“War Machine” e o futuro dos filmes originais da Netflix

Este artigo já devia ter sido lançado há algum tempo, mas devido a terem surgido outros mais importantes pelo caminho só agora é que o publico, até porque se voltou a tornar relevante uma análise ao modelo dos filmes originais da Netflix face às críticas recentes de Christopher Nolan quanto à companhia de streaming.

Foi lançado no final de maio o primeiro filme de grande ambição da Netflix: “War Machine”, de David Michôd (“Animal Kingdom”). Com um orçamento de cerca de 50 milhões de dólares, foi a primeira grande aposta da gigante de streaming em oferecer filmes de qualidade, com valores de produção capazes de rivalizar com os dos grandes estúdios. É também o assumir da Netflix como a casa para os projetos em que esses mesmos grandes estúdios já não investem, nomeadamente dramas com grandes estrelas claramente direcionados a um público mais adulto.

No entanto, esta viagem não podia ter começado de pior forma, porque “War Machine” é um péssimo filme. Consegue ser tão terrível que desde já tenho as minhas duvidas de que vá ver um filme pior em 2017. Em primeiro lugar, não percebo como é que alguém lhe pode chamar comédia, visto que as tentativas de humor são tão más que até doem. Para além disso, não acontece praticamente nada ao longo do filme: o argumento, que acompanha o general Glen McMahon no seu destacamento para comandar a guerra no Iraque, não parece ter nada a dizer sobre o tema.

Assim, são basicamente duas horas de personagens a conversar dentro de salas, e apesar de alguns diálogos até serem interessantes, a maioria é pura e simplesmente aborrecida. Quando o filme acaba, parece que não avançámos nada desde o ponto de partida. Para além disso, todo o elenco é totalmente desaproveitado, e Brad Pitt não tem nada para fazer, utilizando até um sotaque tão forçado que se torna cansativo ao fim de poucos minutos, naquela que é a sua pior interpretação em anos (basta ver a sua capacidade em filmes como “Sacanas sem lei”, “Fúria” ou “Aliados” – curiosamente, todos filmes de guerra). No final, caba por parecer que nunca estamos perante um filme a sério, mas sim perante um telefilme ou algo do género.

Por isso, é um falhanço total, um filme que não serve qualquer propósito. E o que é que isto representa para o futuro dos filmes originais da Netflix?

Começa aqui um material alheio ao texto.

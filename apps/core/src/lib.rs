//! # assist-core
//!
//! Deterministic, offline text assistance: extractive summaries, action item
//! checklists, clarity rewrites and bullet points. No models, no network.
//!
//! ```
//! use assist_core::{improve_clarity, to_bullet_points};
//!
//! assert_eq!(improve_clarity("We utilize   this."), "We use this.");
//! assert_eq!(to_bullet_points("One. Two!"), "• One\n• Two!");
//! ```

pub mod assist;
pub mod cli;
pub mod config;
pub mod error;
pub mod input;
pub mod models;
pub mod telemetry;

#[cfg(test)]
mod tests;

pub use assist::{
    extract_action_items, improve_clarity, summarize_text, to_bullet_points, AssistAnalyzer,
    AssistReport, DEFAULT_MAX_SENTENCES,
};
pub use config::AssistConfig;
pub use error::AppError;
pub use models::{AssistRequest, AssistTask};
use std::io;
use thiserror::Error;

/// Application-wide error type for everything around the text-assist engine.
///
/// The engine functions themselves never fail; these errors come from reading
/// input, validating requests, configuration, and serializing reports.
#[derive(Debug, Error)]
pub enum AppError {
    /// Represents standard input/output errors.
    #[error("I/O error: {0}")]
    Io(#[from] io::Error),

    /// Represents data validation errors (e.g., invalid input format).
    #[error("Validation error: {0}")]
    Validation(String),

    /// Represents configuration-related errors (e.g., malformed environment variables).
    #[error("Configuration error: {0}")]
    Config(String),

    /// Represents failures while encoding a report.
    #[error("Serialization error: {0}")]
    Serialization(String),
}

impl From<serde_json::Error> for AppError {
    fn from(err: serde_json::Error) -> Self {
        AppError::Serialization(format!("JSON error: {}", err))
    }
}

impl From<validator::ValidationErrors> for AppError {
    fn from(err: validator::ValidationErrors) -> Self {
        AppError::Validation(format!("Validation errors: {}", err))
    }
}

impl From<std::num::ParseIntError> for AppError {
    fn from(err: std::num::ParseIntError) -> Self {
        AppError::Config(format!("Invalid number: {}", err))
    }
}

impl From<std::string::FromUtf8Error> for AppError {
    fn from(err: std::string::FromUtf8Error) -> Self {
        AppError::Validation(format!("Invalid UTF-8 content: {}", err))
    }
}
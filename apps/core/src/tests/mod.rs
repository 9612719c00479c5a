//! Test Module
//!
//! Crate-level test suites for assist-core.
//!
//! ## Test Categories
//! - `assist_tests`: Behavioural properties of the text operations
//! - `integration_tests`: Configuration, input reading and full analyzer runs
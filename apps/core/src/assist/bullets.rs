//! Bullet point conversion.

use super::sentences::split_sentences;

/// Returned when the input holds no sentence at all
pub const EMPTY_BULLETS: &str = "No content to convert.";

const BULLET: &str = "•";

/// Render each sentence as a bullet, dropping one trailing period
pub fn to_bullet_points(text: &str) -> String {
    let sentences = split_sentences(text);
    if sentences.is_empty() {
        return EMPTY_BULLETS.to_string();
    }

    sentences
        .iter()
        .map(|sentence| {
            let body = sentence.strip_suffix('.').unwrap_or(sentence.as_str());
            format!("{} {}", BULLET, body)
        })
        .collect::<Vec<_>>()
        .join("\n")
}
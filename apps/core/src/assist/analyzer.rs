//! Assist Analyzer - Main orchestrator for the assist module.
//!
//! Validates requests, dispatches them to the matching text operation and
//! assembles full reports. Every operation underneath is a pure function, so the
//! analyzer only carries configuration.

use std::time::Instant;
use tracing::{debug, info};
use validator::Validate;

use super::action_items::{collect_action_items, extract_action_items};
use super::bullets::to_bullet_points;
use super::clarity::improve_clarity;
use super::report::AssistReport;
use super::summarizer::{rank_sentences, summarize_text, DEFAULT_MAX_SENTENCES};
use crate::config::AssistConfig;
use crate::error::AppError;
use crate::models::{AssistRequest, AssistTask};

/// Main analyzer that routes text to the assist operations
#[derive(Debug, Clone, Validate)]
pub struct AssistAnalyzer {
    #[validate(range(min = 1))]
    max_sentences: usize,
}

impl Default for AssistAnalyzer {
    fn default() -> Self {
        Self::new(DEFAULT_MAX_SENTENCES)
    }
}

impl AssistAnalyzer {
    /// Create an analyzer with the given summary length
    pub fn new(max_sentences: usize) -> Self {
        Self { max_sentences }
    }

    /// Create an analyzer from loaded configuration
    pub fn from_config(config: &AssistConfig) -> Self {
        Self::new(config.max_sentences)
    }

    pub fn max_sentences(&self) -> usize {
        self.max_sentences
    }

    /// Build a request for `task` using this analyzer's summary length
    pub fn request(&self, text: impl Into<String>, task: AssistTask) -> AssistRequest {
        AssistRequest::new(text, task).with_max_sentences(self.max_sentences)
    }

    /// Validate a request and run its task
    pub fn run(&self, request: &AssistRequest) -> Result<String, AppError> {
        request.validate()?;

        let start = Instant::now();
        let output = match request.task {
            AssistTask::Summarize => summarize_text(&request.text, request.max_sentences),
            AssistTask::Actions => extract_action_items(&request.text),
            AssistTask::Clarify => improve_clarity(&request.text),
            AssistTask::Bullets => to_bullet_points(&request.text),
        };

        info!(
            task = %request.task,
            input_chars = request.text.chars().count(),
            output_chars = output.chars().count(),
            elapsed_us = start.elapsed().as_micros() as u64,
            "Assist task completed"
        );

        Ok(output)
    }

    /// Run every operation on the text and collect the results
    pub fn analyze(&self, text: &str) -> Result<AssistReport, AppError> {
        self.validate()?;

        let start = Instant::now();
        let mut report = AssistReport::new(self.max_sentences);

        report.sentence_scores = rank_sentences(text);
        report.sentence_count = report.sentence_scores.len();
        debug!(sentences = report.sentence_count, "Sentences scored");

        report.summary = summarize_text(text, self.max_sentences);
        report.action_item_count = collect_action_items(text).len();
        report.action_items = extract_action_items(text);
        report.clarified = improve_clarity(text);
        report.bullet_points = to_bullet_points(text);

        report.processing_time_ms = start.elapsed().as_millis() as u64;

        info!(
            id = %report.id,
            sentences = report.sentence_count,
            action_items = report.action_item_count,
            time_ms = report.processing_time_ms,
            "Assist report built"
        );

        Ok(report)
    }
}

#[cfg(test)]
mod tests {
    use super::*;
    use crate::assist::{EMPTY_BULLETS, EMPTY_SUMMARY, NO_ACTION_ITEMS};

    #[test]
    fn test_run_dispatches_tasks() {
        let analyzer = AssistAnalyzer::default();
        let text = "First sentence. Second sentence!";

        let bullets = analyzer.run(&analyzer.request(text, AssistTask::Bullets)).unwrap();
        assert_eq!(bullets, "• First sentence\n• Second sentence!");

        let clarified = analyzer
            .run(&analyzer.request("We utilize   tools.", AssistTask::Clarify))
            .unwrap();
        assert_eq!(clarified, "We use tools.");
    }

    #[test]
    fn test_run_rejects_invalid_request() {
        let analyzer = AssistAnalyzer::new(0);
        let request = analyzer.request("Some text.", AssistTask::Summarize);
        let result = analyzer.run(&request);
        assert!(matches!(result, Err(AppError::Validation(_))));
    }

    #[test]
    fn test_analyze_empty_text() {
        let report = AssistAnalyzer::default().analyze("   ").unwrap();
        assert_eq!(report.summary, EMPTY_SUMMARY);
        assert_eq!(report.action_items, NO_ACTION_ITEMS);
        assert_eq!(report.bullet_points, EMPTY_BULLETS);
        assert_eq!(report.clarified, "   ");
        assert_eq!(report.sentence_count, 0);
        assert_eq!(report.action_item_count, 0);
    }

    #[test]
    fn test_analyze_counts() {
        let text = "We need to ship this release. TODO: add tests. Also update docs.";
        let report = AssistAnalyzer::new(2).analyze(text).unwrap();
        assert_eq!(report.sentence_count, 3);
        assert_eq!(report.action_item_count, 2);
        assert_eq!(report.max_sentences, 2);
        assert_eq!(report.sentence_scores[2].index, 2);
    }

    #[test]
    fn test_analyze_rejects_zero_sentences() {
        let result = AssistAnalyzer::new(0).analyze("Some text.");
        assert!(matches!(result, Err(AppError::Validation(_))));
    }
}
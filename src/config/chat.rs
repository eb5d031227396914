use rama::http::Uri;
use serde::Deserialize;

use crate::config::serde_url;

#[derive(Debug, Clone, Deserialize)]
pub struct ChatConfig {
    /// Fixed completion upstream all three chat variants forward to.
    #[serde(default = "default_chat_url", with = "serde_url")]
    pub url: Uri,
    /// Bearer token for the completion upstream. Falls back to the
    /// `EDGEWAY_CHAT_API_KEY` environment variable when unset.
    #[serde(default)]
    pub api_key: Option<String>,
    /// Model ids served by the `/models` catalog endpoint.
    #[serde(default = "default_models")]
    pub models: Vec<String>,
    /// Outbound deadline for the timeout-extended variant, in seconds.
    #[serde(default = "default_extended_timeout_secs")]
    pub extended_timeout_secs: u64,
}

impl Default for ChatConfig {
    fn default() -> Self {
        Self {
            url: default_chat_url(),
            api_key: None,
            models: default_models(),
            extended_timeout_secs: default_extended_timeout_secs(),
        }
    }
}

impl ChatConfig {
    pub(crate) fn resolve_api_key(&mut self) {
        if self.api_key.as_deref().is_none_or(str::is_empty) {
            self.api_key = std::env::var("EDGEWAY_CHAT_API_KEY")
                .ok()
                .filter(|value| !value.is_empty());
        }
    }
}

fn default_chat_url() -> Uri {
    Uri::from_static("https://api.deepseek.com/chat/completions")
}

fn default_models() -> Vec<String> {
    vec!["deepseek-chat".to_string(), "deepseek-reasoner".to_string()]
}

fn default_extended_timeout_secs() -> u64 {
    300
}
use rama::http::{
    Uri,
    header::{self, HeaderMap, HeaderName},
};
use thiserror::Error;

use crate::config::MirrorConfig;

/// Raised when a `WWW-Authenticate` value cannot be decomposed into a
/// bearer challenge. This is the one hard parse failure in the gateway
/// core; everything else soft-fails to "no match".
#[derive(Debug, Error, PartialEq, Eq)]
#[error("malformed bearer challenge")]
pub struct MalformedChallenge;

/// Parsed `Bearer realm="...",service="..."` challenge.
#[derive(Debug, Clone)]
pub struct AuthChallenge {
    pub realm: Uri,
    pub service: String,
}

/// Extracts the first two double-quoted values following `=` from a
/// `WWW-Authenticate` header. The realm is only required to be usable as a
/// URI, nothing more.
pub fn parse_auth_challenge(value: &str) -> Result<AuthChallenge, MalformedChallenge> {
    let values = quoted_values(value);
    if values.len() < 2 {
        return Err(MalformedChallenge);
    }
    let realm: Uri = values[0].parse().map_err(|_| MalformedChallenge)?;
    Ok(AuthChallenge {
        realm,
        service: values[1].to_string(),
    })
}

fn quoted_values(value: &str) -> Vec<&str> {
    let mut out = Vec::new();
    let bytes = value.as_bytes();
    let mut i = 0;
    while i + 1 < bytes.len() {
        if bytes[i] == b'=' && bytes[i + 1] == b'"' {
            let start = i + 2;
            match value[start..].find('"') {
                Some(end) => {
                    out.push(&value[start..start + end]);
                    i = start + end + 1;
                }
                None => break,
            }
        } else {
            i += 1;
        }
    }
    out
}

/// Docker Hub keeps official images under an implicit `library/` namespace.
/// A `repository:<name>:<action>` scope with an unqualified name is
/// rewritten accordingly; anything else passes through untouched.
pub fn normalize_scope(scope: &str) -> String {
    let parts: Vec<&str> = scope.split(':').collect();
    if parts.len() == 3 && !parts[1].contains('/') {
        format!("{}:library/{}:{}", parts[0], parts[1], parts[2])
    } else {
        scope.to_string()
    }
}

/// Namespaces served verbatim off the single CDN origin, first match wins.
const CDN_NAMESPACES: &[&str] = &["gh/", "npm/", "wp/"];

/// Classifies a `/cdn/` remainder into its outbound target URL.
///
/// Returns `None` for unknown namespaces so the mirror gateway can degrade
/// to 404 instead of 500.
pub fn resolve_mirror_target(rest: &str, mirror: &MirrorConfig) -> Option<String> {
    if CDN_NAMESPACES.iter().any(|ns| rest.starts_with(ns)) {
        return Some(format!("{}/{rest}", origin_base(&mirror.cdn_url)));
    }
    if let Some(cnb) = rest.strip_prefix("cnb/") {
        return rewrite_cnb_path(cnb, &mirror.cnb_url);
    }
    if rest.starts_with("http://") || rest.starts_with("https://") {
        return Some(rest.to_string());
    }
    None
}

/// Rewrites `<org>/<pkg>@<version>/<rest...>` into the source-control
/// raw-file URL. The package segment splits on the first `@`; any missing
/// component yields "no match" rather than an error.
pub fn rewrite_cnb_path(path: &str, base: &Uri) -> Option<String> {
    let mut segments = path.splitn(3, '/');
    let org = segments.next().filter(|s| !s.is_empty())?;
    let pkg_at_version = segments.next().filter(|s| !s.is_empty())?;
    let rest = segments.next().filter(|s| !s.is_empty())?;
    let (pkg, version) = pkg_at_version.split_once('@')?;
    if pkg.is_empty() || version.is_empty() {
        return None;
    }
    Some(format!(
        "{}/{org}/{pkg}/-/git/raw/{version}/{rest}",
        origin_base(base)
    ))
}

/// Origin URL without its trailing slash, ready for path concatenation.
pub(crate) fn origin_base(url: &Uri) -> String {
    url.to_string().trim_end_matches('/').to_string()
}

/// Copies inbound headers onto an outbound request, dropping hop-by-hop
/// headers plus `Host` and `Content-Length`, which the transport recomputes.
pub fn copy_request_headers(source: &HeaderMap, target: &mut HeaderMap) {
    for (name, value) in source.iter() {
        if is_hop_header(name) || name == header::HOST || name == header::CONTENT_LENGTH {
            continue;
        }
        target.insert(name, value.clone());
    }
}

fn is_hop_header(name: &HeaderName) -> bool {
    name == header::CONNECTION
        || name == header::KEEP_ALIVE
        || name == header::PROXY_AUTHENTICATE
        || name == header::PROXY_AUTHORIZATION
        || name == header::TE
        || name == header::TRAILER
        || name == header::TRANSFER_ENCODING
        || name == header::UPGRADE
}

#[cfg(test)]
mod tests {
    use super::*;

    fn mirror() -> MirrorConfig {
        MirrorConfig::default()
    }

    // ============================================================================
    // parse_auth_challenge tests
    // ============================================================================

    #[test]
    fn parses_docker_hub_challenge() {
        let challenge = parse_auth_challenge(
            "Bearer realm=\"https://auth.example.com/token\",service=\"registry.example.com\"",
        )
        .unwrap();
        assert_eq!(challenge.realm.to_string(), "https://auth.example.com/token");
        assert_eq!(challenge.service, "registry.example.com");
    }

    #[test]
    fn parses_challenge_with_extra_parameters() {
        let challenge = parse_auth_challenge(
            "Bearer realm=\"https://auth.example.com/token\",service=\"reg\",scope=\"pull\"",
        )
        .unwrap();
        // only the first two quoted values count
        assert_eq!(challenge.service, "reg");
    }

    #[test]
    fn rejects_challenge_with_single_value() {
        assert_eq!(
            parse_auth_challenge("Bearer realm=\"https://auth.example.com/token\""),
            Err(MalformedChallenge)
        );
    }

    #[test]
    fn rejects_empty_challenge() {
        assert_eq!(parse_auth_challenge(""), Err(MalformedChallenge));
    }

    #[test]
    fn rejects_challenge_without_quotes() {
        assert_eq!(
            parse_auth_challenge("Bearer realm=token,service=reg"),
            Err(MalformedChallenge)
        );
    }

    #[test]
    fn rejects_unusable_realm() {
        assert_eq!(
            parse_auth_challenge("Bearer realm=\"not a uri\",service=\"reg\""),
            Err(MalformedChallenge)
        );
    }

    #[test]
    fn rejects_unterminated_quote() {
        assert_eq!(
            parse_auth_challenge("Bearer realm=\"https://auth.example.com"),
            Err(MalformedChallenge)
        );
    }

    // ============================================================================
    // normalize_scope tests
    // ============================================================================

    #[test]
    fn scope_gains_library_namespace() {
        assert_eq!(
            normalize_scope("repository:busybox:pull"),
            "repository:library/busybox:pull"
        );
    }

    #[test]
    fn namespaced_scope_unchanged() {
        assert_eq!(
            normalize_scope("repository:library/busybox:pull"),
            "repository:library/busybox:pull"
        );
        assert_eq!(
            normalize_scope("repository:someorg/app:pull,push"),
            "repository:someorg/app:pull,push"
        );
    }

    #[test]
    fn scope_with_two_parts_unchanged() {
        assert_eq!(normalize_scope("repository:busybox"), "repository:busybox");
    }

    #[test]
    fn scope_with_four_parts_unchanged() {
        assert_eq!(
            normalize_scope("repository:busybox:pull:extra"),
            "repository:busybox:pull:extra"
        );
    }

    #[test]
    fn empty_scope_unchanged() {
        assert_eq!(normalize_scope(""), "");
    }

    // ============================================================================
    // resolve_mirror_target tests
    // ============================================================================

    #[test]
    fn gh_namespace_appends_verbatim() {
        assert_eq!(
            resolve_mirror_target("gh/user/repo@main/dist/app.js", &mirror()).as_deref(),
            Some("https://cdn.jsdelivr.net/gh/user/repo@main/dist/app.js")
        );
    }

    #[test]
    fn npm_namespace_appends_verbatim() {
        assert_eq!(
            resolve_mirror_target("npm/lodash@4.17.21/lodash.min.js", &mirror()).as_deref(),
            Some("https://cdn.jsdelivr.net/npm/lodash@4.17.21/lodash.min.js")
        );
    }

    #[test]
    fn wp_namespace_appends_verbatim() {
        assert_eq!(
            resolve_mirror_target("wp/plugins/akismet/trunk/akismet.js", &mirror()).as_deref(),
            Some("https://cdn.jsdelivr.net/wp/plugins/akismet/trunk/akismet.js")
        );
    }

    #[test]
    fn cnb_namespace_rewrites() {
        assert_eq!(
            resolve_mirror_target("cnb/myorg/mypkg@v1.0.0/src/lib.rs", &mirror()).as_deref(),
            Some("https://cnb.cool/myorg/mypkg/-/git/raw/v1.0.0/src/lib.rs")
        );
    }

    #[test]
    fn literal_url_passes_through() {
        assert_eq!(
            resolve_mirror_target("https://example.com/some/file.tar.gz", &mirror()).as_deref(),
            Some("https://example.com/some/file.tar.gz")
        );
        assert_eq!(
            resolve_mirror_target("http://example.com/file", &mirror()).as_deref(),
            Some("http://example.com/file")
        );
    }

    #[test]
    fn unknown_namespace_is_no_match() {
        assert!(resolve_mirror_target("pypi/requests/requests.tar.gz", &mirror()).is_none());
        assert!(resolve_mirror_target("", &mirror()).is_none());
    }

    // ============================================================================
    // rewrite_cnb_path tests
    // ============================================================================

    fn cnb_base() -> Uri {
        Uri::from_static("https://cnb.cool")
    }

    #[test]
    fn cnb_full_path_rewrites() {
        assert_eq!(
            rewrite_cnb_path("org/pkg@1.2.3/path/to/file.js", &cnb_base()).as_deref(),
            Some("https://cnb.cool/org/pkg/-/git/raw/1.2.3/path/to/file.js")
        );
    }

    #[test]
    fn cnb_splits_on_first_at_sign() {
        assert_eq!(
            rewrite_cnb_path("org/pkg@v1@beta/file", &cnb_base()).as_deref(),
            Some("https://cnb.cool/org/pkg/-/git/raw/v1@beta/file")
        );
    }

    #[test]
    fn cnb_missing_rest_is_no_match() {
        assert!(rewrite_cnb_path("org/pkg@1.2.3", &cnb_base()).is_none());
    }

    #[test]
    fn cnb_missing_version_is_no_match() {
        assert!(rewrite_cnb_path("org/pkg/file", &cnb_base()).is_none());
        assert!(rewrite_cnb_path("org/pkg@/file", &cnb_base()).is_none());
    }

    #[test]
    fn cnb_missing_pkg_is_no_match() {
        assert!(rewrite_cnb_path("org/@1.2.3/file", &cnb_base()).is_none());
    }

    #[test]
    fn cnb_missing_org_is_no_match() {
        assert!(rewrite_cnb_path("", &cnb_base()).is_none());
        assert!(rewrite_cnb_path("/pkg@1.2.3/file", &cnb_base()).is_none());
    }

    // ============================================================================
    // copy_request_headers tests
    // ============================================================================

    #[test]
    fn header_copy_drops_host_and_hop_headers() {
        let mut source = HeaderMap::new();
        source.insert(header::HOST, "edge.example.com".parse().unwrap());
        source.insert(header::CONNECTION, "keep-alive".parse().unwrap());
        source.insert(header::TRANSFER_ENCODING, "chunked".parse().unwrap());
        source.insert(header::ACCEPT, "application/json".parse().unwrap());
        source.insert(header::AUTHORIZATION, "Bearer tok".parse().unwrap());

        let mut target = HeaderMap::new();
        copy_request_headers(&source, &mut target);

        assert!(target.get(header::HOST).is_none());
        assert!(target.get(header::CONNECTION).is_none());
        assert!(target.get(header::TRANSFER_ENCODING).is_none());
        assert_eq!(target.get(header::ACCEPT).unwrap(), "application/json");
        assert_eq!(target.get(header::AUTHORIZATION).unwrap(), "Bearer tok");
    }
}
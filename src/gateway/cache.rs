use std::sync::Arc;

use anyhow::{Context, Result, anyhow};
use edgeway_adapter::{CachedResponse, EdgeCache};
use rama::http::{Body, Response, StatusCode, body::util::BodyExt, header};
use sha2::{Digest, Sha256};
use tracing::warn;

use super::types::CacheStatus;

/// Diagnostic header attached wherever the cache adapter was consulted.
pub const CACHE_STATUS_HEADER: &str = "x-edge-cache";

/// Cache lookup that never surfaces an error to the gateway: adapter
/// failures and corrupt entries are evicted and reported as absent, so the
/// caller falls through to a live origin fetch.
pub async fn lookup(cache: &Arc<dyn EdgeCache>, key: &str) -> Option<Response<Body>> {
    match cache.lookup(key).await {
        Ok(Some(entry)) => match rebuild_response(&entry) {
            Ok(resp) => Some(mark(resp, CacheStatus::Hit)),
            Err(err) => {
                warn!(error = %err, key, "corrupt cache entry, evicting");
                if let Err(err) = cache.evict(key).await {
                    warn!(error = %err, key, "failed to evict corrupt entry");
                }
                None
            }
        },
        Ok(None) => None,
        Err(err) => {
            warn!(error = %err, key, "cache lookup failed, evicting and refetching");
            if let Err(err) = cache.evict(key).await {
                warn!(error = %err, key, "failed to evict entry after lookup error");
            }
            None
        }
    }
}

/// Buffers an upstream response, stores a snapshot best-effort, and returns
/// the rebuilt response marked as a miss. Callers apply their header policy
/// (CORS, cache hints) before handing the response over, so hits replay the
/// same shape.
pub async fn store_and_respond(
    cache: &Arc<dyn EdgeCache>,
    key: &str,
    response: Response<Body>,
    with_checksum: bool,
) -> Result<Response<Body>> {
    let (parts, body) = response.into_parts();
    let bytes = body
        .collect()
        .await
        .context("reading upstream response body")?
        .to_bytes();

    let mut headers: Vec<(String, String)> = parts
        .headers
        .iter()
        .filter(|(name, _)| *name != header::TRANSFER_ENCODING)
        .filter_map(|(name, value)| {
            value
                .to_str()
                .ok()
                .map(|v| (name.as_str().to_string(), v.to_string()))
        })
        .collect();

    if with_checksum {
        let sha_hex = {
            let mut hasher = Sha256::new();
            hasher.update(&bytes);
            hex::encode(hasher.finalize())
        };
        headers.retain(|(name, _)| !name.eq_ignore_ascii_case("x-checksum-sha256"));
        headers.push(("x-checksum-sha256".to_string(), sha_hex));
    }

    let snapshot = CachedResponse::new(parts.status.as_u16(), headers, bytes);
    let rebuilt = rebuild_response(&snapshot).context("rebuilding response after store")?;

    if let Err(err) = cache.store(key, snapshot).await {
        warn!(error = %err, key, "failed to store cache entry");
    }

    Ok(mark(rebuilt, CacheStatus::Miss))
}

/// Stamps the cache diagnostic header onto a response.
pub fn mark(mut response: Response<Body>, status: CacheStatus) -> Response<Body> {
    if let Ok(value) = header::HeaderValue::from_str(&status.to_string()) {
        response
            .headers_mut()
            .insert(header::HeaderName::from_static(CACHE_STATUS_HEADER), value);
    }
    response
}

fn rebuild_response(entry: &CachedResponse) -> Result<Response<Body>> {
    let status =
        StatusCode::from_u16(entry.status).map_err(|_| anyhow!("invalid cached status"))?;
    let mut builder = Response::builder().status(status);
    {
        let headers = builder
            .headers_mut()
            .ok_or_else(|| anyhow!("failed to get headers for cached response"))?;
        for (name, value) in &entry.headers {
            let name = header::HeaderName::from_bytes(name.as_bytes())
                .map_err(|_| anyhow!("invalid cached header name"))?;
            headers.insert(name, header::HeaderValue::from_str(value)?);
        }
        headers.insert(
            header::CONTENT_LENGTH,
            header::HeaderValue::from_str(&entry.body.len().to_string())?,
        );
    }
    builder
        .body(Body::from(entry.body.clone()))
        .map_err(Into::into)
}
//! Static mirror gateway
//!
//! Serves `/cdn/` requests from a handful of public content origins with
//! cache-aside semantics and CORS normalization.

use std::sync::Arc;

use anyhow::{Context, Result};
use edgeway_adapter::EdgeCache;
use rama::http::{
    Body, Method, Request, Response, StatusCode, Uri,
    header::{self, HeaderValue, USER_AGENT},
};

use super::types::CacheStatus;
use super::{cache, response, utils};
use crate::config::Config;
use crate::relay::{self, Relay, UA};

const GATEWAY_PREFIX: &str = "/cdn/";

pub async fn handle_mirror_request(
    req: &Request<Body>,
    config: &Config,
    cache_handle: &Arc<dyn EdgeCache>,
    relay: &Relay,
) -> Result<(Response<Body>, CacheStatus)> {
    if req.method() == Method::OPTIONS {
        return Ok((response::respond_preflight()?, CacheStatus::Pass));
    }

    let rest = req.uri().path().strip_prefix(GATEWAY_PREFIX).unwrap_or("");
    let Some(target) = utils::resolve_mirror_target(rest, &config.mirror) else {
        return Ok((
            response::respond_empty(StatusCode::NOT_FOUND)?,
            CacheStatus::Pass,
        ));
    };

    // Content fetches are idempotent; anything else bypasses the cache.
    let cacheable = req.method() == Method::GET;
    if cacheable && let Some(hit) = cache::lookup(cache_handle, &target).await {
        return Ok((hit, CacheStatus::Hit));
    }

    let uri: Uri = target
        .parse()
        .with_context(|| format!("parsing mirror target {target}"))?;
    let mut builder = Request::builder().method(req.method().clone()).uri(uri);
    {
        let headers = builder
            .headers_mut()
            .context("getting outbound request headers")?;
        if let Some(accept) = req.headers().get(header::ACCEPT) {
            headers.insert(header::ACCEPT, accept.clone());
        }
        headers.insert(USER_AGENT, HeaderValue::from_static(UA));
    }
    let outbound = builder
        .body(Body::empty())
        .context("building mirror request")?;

    let upstream = relay
        .send(outbound)
        .await
        .context("requesting mirror origin")?;

    if !upstream.status().is_success() {
        return Ok((relay::sanitize_response(upstream), CacheStatus::Pass));
    }

    let mut upstream = relay::sanitize_response(upstream);
    {
        let headers = upstream.headers_mut();
        headers.insert(
            header::CACHE_CONTROL,
            HeaderValue::from_static("s-maxage=60"),
        );
        response::apply_cors(headers);
    }

    if !cacheable {
        return Ok((upstream, CacheStatus::Pass));
    }

    let stored = cache::store_and_respond(cache_handle, &target, upstream, false).await?;
    Ok((stored, CacheStatus::Miss))
}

Bem, em primeiro lugar existem aqui algumas lições a ser retiradas. Desde logo, o estúdio tem de ter mais cautela com o orçamento que atribiu a cada filme – os 50 milhões aqui gastos não se vêem em lado nenhum, e se o filme tivesse sido lançado em sala era quase um flop garantido com um valor tão elevado. Por outro lado, é a prova de que o estúdio tem de ter um controlo mais apertado sobre os seus projetos. É louvável que exista preocupação em dar liberdade criativa, mas também tem de haver uma certa pressão, ou então o resultado aqui verificado pode repetir-se.

Em segundo lugar, parece-me que isto pode ser apenas um percalço, visto que os projetos futuros parecem muito mais prometedores. Entre outros, destaca-se desde já “The Irishman”, um projeto de Scorsese que vai ver a luz do dia no serviço de streaming. É essa a grande importância da Netflix na produção cinematográfica, o facto de investir em projetos em que mais ninguém investe. Existe a possibilidade entusiasmante de vermos filmes que nunca iríamos ver se não fosse o investimento da Netflix, e isso é de aplaudir. Também se verifica que a gigante vai distribuir filmes com um grande potencial, como é o caso de “The Meyerowitz Stories”, a lançar já este ano e que parece ser um candidato à temporada de prémios que aí vem.

Por isso, “War Machine” foi um péssimo pontapé de saída para a Netlifx. No entanto, isso não significa que o futuro da empresa na produção cinematográfica tenha de ser todo assim. Por agora, vamos esperar para ver onde é que isto vai dar, tendo também em atenção se a Netflix vai continuar a ignorar totalmente a projeção dos seus filmes em salas de cinema, mesmo quando eles têm estas dimensões.